SC: Why aren't you as open about your sexual history as other users?
boorite: Because how many armadillos I've tickled is none of anyone's goddamn business.
SC: Is there a quieter place we can go?
boorite: My toy chest isn't quiet enough for you?
SC: All the buzzing is making my teeth hurt.
boorite: All right, the kitchen then.
SC: Are you aware you are highly regarded in the SC community as a great wit and accurate social commentator?
boorite: I think I just shit myself.
SC: Here's a question for the ages, my friend. Why don't you wear pants?
boorite: Have you SEEN my schlong? That thing can't be tamed, man. It's like trying to tow an aircraft carrier with your teeth.
SC: Please remove your hand from my leg.
boorite: I SAID it can't be tamed.
SC: What are your plans for the future?
boorite: Please remove your hand from my leg.
SC: I thought you said it couldn't be tamed?

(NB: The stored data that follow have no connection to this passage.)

//! Ledger data read by the reports.
//!
//! - Posted ledger lines
//! - Master records (companies, accounts, parties, hierarchy nodes)
//! - Nested-set tree index for hierarchical filters

pub mod entry;
pub mod master;
pub mod tree;

pub use entry::LedgerEntry;
pub use master::{Account, AccountIndex, Company, HierarchyNode, Party};
pub use tree::{Bounds, TreeError, TreeIndex};
//! Health check endpoints.

use axum::{Json, Router, extract::State, routing::get};
use serde::Serialize;

use crate::AppState;

/// Health check response.
#[derive(Serialize)]
pub struct HealthResponse {
    /// Service status.
    pub status: &'static str,
    /// Service version.
    pub version: &'static str,
    /// Number of registered reports.
    pub reports: usize,
}

/// Health check handler.
async fn health_check(State(state): State<AppState>) -> Json<HealthResponse> {
    Json(HealthResponse {
        status: "healthy",
        version: env!("CARGO_PKG_VERSION"),
        reports: state.registry.len(),
    })
}

/// Creates health check routes.
pub fn routes() -> Router<AppState> {
    Router::new().route("/health", get(health_check))
}
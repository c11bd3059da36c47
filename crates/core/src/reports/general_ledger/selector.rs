//! Entry selection: builds the predicate from validated filters, runs it
//! against the ledger store and annotates the returned lines.

use std::collections::{BTreeSet, HashMap};

use glreport_shared::ReportSettings;
use tracing::debug;

use super::filters::{CategorizeBy, GeneralLedgerFilters};
use super::query::{DateBound, EntryOrder, EntryQuery};
use crate::dimension::AccountingDimension;
use crate::ledger::{Company, LedgerEntry};
use crate::ports::{AccessControl, LedgerStore, MasterData};
use crate::reports::error::ReportError;

const GL_ENTRY: &str = "GL Entry";
const EXCHANGE_JOURNALS: [&str; 2] = ["Exchange Rate Revaluation", "Exchange Gain Or Loss"];
const NOTE_JOURNALS: [&str; 2] = ["Credit Note", "Debit Note"];
const NAMED_PARTY_TYPES: [&str; 3] = ["Customer", "Supplier", "Employee"];

/// Selects the ledger lines a report execution works on.
pub struct EntrySelector<'a> {
    store: &'a dyn LedgerStore,
    master: &'a dyn MasterData,
    access: &'a dyn AccessControl,
    settings: &'a ReportSettings,
}

impl<'a> EntrySelector<'a> {
    /// Creates a selector over the given collaborators.
    #[must_use]
    pub fn new(
        store: &'a dyn LedgerStore,
        master: &'a dyn MasterData,
        access: &'a dyn AccessControl,
        settings: &'a ReportSettings,
    ) -> Self {
        Self {
            store,
            master,
            access,
            settings,
        }
    }

    /// Builds the selection predicate.
    pub fn build_query(
        &self,
        filters: &GeneralLedgerFilters,
        company: &Company,
        dimensions: &[AccountingDimension],
    ) -> Result<EntryQuery, ReportError> {
        let strict_dates = self.settings.ignore_is_opening_check_for_reporting;
        let mut query = EntryQuery::new(
            filters.company.clone(),
            DateBound {
                date: filters.to_date,
                or_opening: !strict_dates,
            },
        );
        query.order = EntryOrder::for_filters(filters.categorize_by, filters.include_dimensions);
        query.finance_books = finance_books(filters, company)?;

        if !filters.accounts.is_empty() {
            query.accounts = Some(self.subtrees("Account", &filters.accounts)?);
        }
        if !filters.cost_centers.is_empty() {
            query.cost_centers = Some(self.subtrees("Cost Center", &filters.cost_centers)?);
        }
        query.voucher_no.clone_from(&filters.voucher_no);
        query.against_voucher.clone_from(&filters.against_voucher_no);

        if filters.ignore_err {
            query.excluded_vouchers.extend(self.store.journal_entries(
                &filters.company,
                &EXCHANGE_JOURNALS,
                false,
            )?);
        }
        if filters.ignore_cr_dr_notes {
            query.excluded_vouchers.extend(self.store.journal_entries(
                &filters.company,
                &NOTE_JOURNALS,
                true,
            )?);
        }

        if let Some(party_type) = &filters.party_type {
            query.party_types = Some(BTreeSet::from([party_type.clone()]));
        } else if filters.categorize_by == Some(CategorizeBy::Party) {
            query.party_types = Some(BTreeSet::from([
                "Customer".to_string(),
                "Supplier".to_string(),
            ]));
        }
        if !filters.parties.is_empty() {
            query.parties = Some(filters.parties.iter().cloned().collect());
        }

        // Account- or party-scoped reports read history before `from_date`.
        let scoped = !filters.accounts.is_empty()
            || !filters.parties.is_empty()
            || matches!(
                filters.categorize_by,
                Some(CategorizeBy::Account | CategorizeBy::Party)
            );
        if !scoped {
            query.from = Some(DateBound {
                date: filters.from_date,
                or_opening: !strict_dates,
            });
        }

        if !filters.projects.is_empty() {
            query.projects = Some(filters.projects.iter().cloned().collect());
        }

        query.include_cancelled = filters.show_cancelled_entries;
        query.match_conditions = self.access.match_conditions(GL_ENTRY);

        for dimension in dimensions.iter().filter(|d| d.is_filterable()) {
            let Some(values) = filters.dimensions.get(&dimension.fieldname) else {
                continue;
            };
            let allowed = if dimension.is_tree {
                self.subtrees(&dimension.document_type, values)?
            } else {
                values.iter().cloned().collect()
            };
            query.dimensions.push((dimension.fieldname.clone(), allowed));
        }

        Ok(query)
    }

    /// Selects and annotates the lines for a report execution.
    pub fn select(
        &self,
        filters: &GeneralLedgerFilters,
        company: &Company,
        dimensions: &[AccountingDimension],
    ) -> Result<Vec<LedgerEntry>, ReportError> {
        let query = self.build_query(filters, company, dimensions)?;
        debug!(
            company = %query.company,
            order = ?query.order,
            excluded = query.excluded_vouchers.len(),
            "selecting ledger entries"
        );
        let mut entries = self.store.select(&query)?;

        let mut party_names = HashMap::new();
        for party_type in NAMED_PARTY_TYPES {
            party_names.insert(party_type, self.store.party_names(party_type)?);
        }
        let bill_numbers = self.store.supplier_bill_numbers()?;
        let remarks_limit = self.settings.remarks_limit();

        for entry in &mut entries {
            if let (Some(party_type), Some(party)) = (&entry.party_type, &entry.party) {
                entry.party_name = party_names
                    .get(party_type.as_str())
                    .and_then(|names| names.get(party))
                    .cloned();
            }
            entry.bill_no = Some(
                entry
                    .against_voucher
                    .as_ref()
                    .and_then(|voucher| bill_numbers.get(voucher))
                    .cloned()
                    .unwrap_or_default(),
            );

            if !filters.show_remarks {
                entry.remarks = None;
            } else if let (Some(limit), Some(remarks)) = (remarks_limit, entry.remarks.as_mut()) {
                if let Some((cut, _)) = remarks.char_indices().nth(limit) {
                    remarks.truncate(cut);
                }
            }
            if !filters.add_values_in_transaction_currency {
                entry.debit_in_transaction_currency = None;
                entry.credit_in_transaction_currency = None;
                entry.transaction_currency = None;
            }
            if !filters.include_dimensions {
                entry.dimensions.clear();
            }
        }

        debug!(entries = entries.len(), "selected ledger entries");
        Ok(entries)
    }

    fn subtrees(&self, document_type: &str, roots: &[String]) -> Result<BTreeSet<String>, ReportError> {
        Ok(match self.master.tree(document_type)? {
            Some(tree) => tree.descendants_of(roots),
            None => roots.iter().cloned().collect(),
        })
    }
}

/// Non-blank finance books a line may carry.
fn finance_books(
    filters: &GeneralLedgerFilters,
    company: &Company,
) -> Result<BTreeSet<String>, ReportError> {
    let requested = filters.finance_book.clone();
    if !filters.include_default_book_entries {
        return Ok(requested.into_iter().collect());
    }
    match (requested, company.default_finance_book.clone()) {
        (Some(requested), Some(default)) if requested != default => {
            Err(ReportError::ConflictingFinanceBook { requested, default })
        }
        (Some(book), _) | (None, Some(book)) => Ok(BTreeSet::from([book])),
        (None, None) => Ok(BTreeSet::new()),
    }
}

#[cfg(test)]
mod tests {
    use super::*;
    use crate::ledger::AccountIndex;
    use crate::ports::{PortError, Unrestricted};
    use crate::store::{InMemoryLedger, LedgerSnapshot};
    use crate::reports::general_ledger::filters::{RawFilters, validate_filters};
    use chrono::NaiveDate;

    fn company(default_book: Option<&str>) -> Company {
        Company {
            name: "ACME".to_string(),
            default_currency: "USD".to_string(),
            default_finance_book: default_book.map(str::to_string),
        }
    }

    fn filters() -> GeneralLedgerFilters {
        let raw = RawFilters::from_json(serde_json::json!({
            "company": "ACME", "from_date": "2024-01-01", "to_date": "2024-01-31"
        }))
        .unwrap();
        validate_filters(&raw, &AccountIndex::default()).unwrap()
    }

    /// Store whose every call fails.
    struct Offline;

    impl LedgerStore for Offline {
        fn select(&self, _: &EntryQuery) -> Result<Vec<LedgerEntry>, PortError> {
            Err(PortError::Unavailable("ledger".to_string()))
        }

        fn party_account_currency(&self, _: &str, _: &str, _: &str) -> Result<Option<String>, PortError> {
            Err(PortError::Unavailable("ledger".to_string()))
        }

        fn journal_entries(&self, _: &str, _: &[&str], _: bool) -> Result<Vec<String>, PortError> {
            Err(PortError::Unavailable("ledger".to_string()))
        }

        fn party_names(&self, _: &str) -> Result<HashMap<String, String>, PortError> {
            Err(PortError::Unavailable("ledger".to_string()))
        }

        fn supplier_bill_numbers(&self) -> Result<HashMap<String, String>, PortError> {
            Err(PortError::Unavailable("ledger".to_string()))
        }
    }

    #[test]
    fn test_conflicting_finance_book_fails_before_the_store_is_read() {
        let master = InMemoryLedger::new(LedgerSnapshot::default()).unwrap();
        let settings = ReportSettings::default();
        let selector = EntrySelector::new(&Offline, &master, &Unrestricted, &settings);

        let mut f = filters();
        f.ignore_err = true;
        f.ignore_cr_dr_notes = true;
        f.include_default_book_entries = true;
        f.finance_book = Some("Tax".to_string());
        assert!(matches!(
            selector.build_query(&f, &company(Some("Main")), &[]),
            Err(ReportError::ConflictingFinanceBook { .. })
        ));

        f.finance_book = None;
        assert!(matches!(
            selector.build_query(&f, &company(Some("Main")), &[]),
            Err(ReportError::Store(PortError::Unavailable(_)))
        ));
    }

    #[test]
    fn test_finance_book_rules() {
        let mut f = filters();
        assert!(finance_books(&f, &company(Some("Main"))).unwrap().is_empty());

        f.include_default_book_entries = true;
        assert_eq!(
            finance_books(&f, &company(Some("Main"))).unwrap(),
            BTreeSet::from(["Main".to_string()])
        );

        f.finance_book = Some("Tax".to_string());
        assert!(matches!(
            finance_books(&f, &company(Some("Main"))),
            Err(ReportError::ConflictingFinanceBook { .. })
        ));
        assert_eq!(
            finance_books(&f, &company(None)).unwrap(),
            BTreeSet::from(["Tax".to_string()])
        );

        f.include_default_book_entries = false;
        assert_eq!(finance_books(&f, &company(None)).unwrap().len(), 1);
        assert_eq!(f.from_date, NaiveDate::from_ymd_opt(2024, 1, 1).unwrap());
    }
}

boorite: It can't, but you're ugly and your mother dresses you funny.
SC: I....misunderstood. Sorry.
boorite: Next question?
SC: What's the craziest thing you've ever done?
boorite: Slept in a puddle of my own shit, piss, vomit, and blood. On purpose. Two days after I made it.
SC: Who is your favorite comic stripper?
boorite: Why, your mother's ass, of course. She's a funny broad, that mother's ass of yours.
SC: Thank you, boorite. It's been a pleasure.
boorite: hahahaha what a fag!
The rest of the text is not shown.